Il y a en effet un profond
amour pour ce grand pays, déchu certes, mais si la grandeur peut être étouffée,
elle ne meurt jamais, elle reste au cœur de l’homme et peut resurgir à tout
moment. C'est une des leçons du roman.
J’ai aimé par exemple la fière et légitime colère
du Nubien qui revendique une partie de l’identité égyptienne et accuse l’imbécillité
d’un gouvernement qui préfère désigner un site historique par le nom donné par
le colonisateur :
« Assouan
est un mot d’origine nubienne qui se prononce assi
wong et qui signifie eau pure. Mais
aujourd’hui, à l’instar des Anglais, on la surnomme "l’île de l’Eléphant"

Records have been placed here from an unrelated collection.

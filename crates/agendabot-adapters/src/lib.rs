//! Service adapters for AgendaBot -- the scheduling service client and the
//! file-backed lexicon.
//!
//! [`HttpScheduleSubmitter`] implements the dialogue's
//! [`ScheduleSubmitter`](agendabot_dialogue::ScheduleSubmitter) seam;
//! [`LexiconSynonyms`] implements the intent engine's
//! [`SynonymSource`](agendabot_intent::SynonymSource) capability.

pub mod error;
pub mod lexicon;
pub mod schedule_api;

pub use error::{AdapterError, Result};
pub use lexicon::LexiconSynonyms;
pub use schedule_api::{DEFAULT_SERVICE_URL, HttpScheduleSubmitter, ScheduleServiceConfig};
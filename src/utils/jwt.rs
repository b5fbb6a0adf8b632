use chrono::{Duration, Utc};
use jsonwebtoken::{Algorithm, DecodingKey, EncodingKey, Header, Validation, decode, encode};
use serde::{Deserialize, Serialize};
use std::env;

#[derive(Debug, Serialize, Deserialize)]
pub struct Claims {
    pub sub: String,  // nom d'utilisateur
    pub role: String, // ADMIN ou ETUDIANT
    pub exp: i64,     // expiration timestamp
}

fn get_jwt_secret() -> String {
    env::var("JWT_SECRET").unwrap_or_else(|_| {
        tracing::warn!("JWT_SECRET not found in .env, using default (INSECURE)");
        "default-insecure-key-change-this".to_string()
    })
}

/// Génère un JWT (24h) portant le nom d'utilisateur et le rôle
pub fn generate_token(username: &str, role: &str) -> Result<String, String> {
    let expiration = Utc::now()
        .checked_add_signed(Duration::hours(24))
        .ok_or("Failed to calculate expiration")?
        .timestamp();

    let claims = Claims {
        sub: username.to_string(),
        role: role.to_string(),
        exp: expiration,
    };

    let secret = get_jwt_secret();

    encode(
        &Header::default(),
        &claims,
        &EncodingKey::from_secret(secret.as_ref()),
    )
    .map_err(|e| format!("Failed to generate token: {}", e))
}

/// Vérifie et décode un JWT
pub fn verify_token(token: &str) -> Result<Claims, String> {
    let secret = get_jwt_secret();

    decode::<Claims>(
        token,
        &DecodingKey::from_secret(secret.as_ref()),
        &Validation::new(Algorithm::HS256),
    )
    .map(|data| data.claims)
    .map_err(|e| format!("Invalid token: {}", e))
}

#[cfg(test)]
mod tests {
    use super::*;

    #[test]
    fn test_generate_and_verify_token() {
        let token = generate_token("admin", "ADMIN").unwrap();
        let claims = verify_token(&token).unwrap();

        assert_eq!(claims.sub, "admin");
        assert_eq!(claims.role, "ADMIN");
    }

    #[test]
    fn test_invalid_token() {
        let result = verify_token("invalid.token.here");
        assert!(result.is_err());
    }
}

à cause de ses rochers en forme de tête d’éléphant, c’est en tout cas ce qu’a
décidé l’Etat égyptien, préférant ainsi se rattacher à la tradition coloniale
plutôt qu’à l’héritage nubien. »
Je tremble encore pour Sanaa Mahrane,
la jeune prostituée poète et amoureuse des livres, qui se retrouve dans un
appartement minable de la capitale géorgienne, attend de retourner à Dubaï avec une seule
idée en tête : rentrer en Egypte parce qu’elle se rend compte qu’elle y a
laissé ses livres. Je lui souhaite de tout mon cœur d’y arriver.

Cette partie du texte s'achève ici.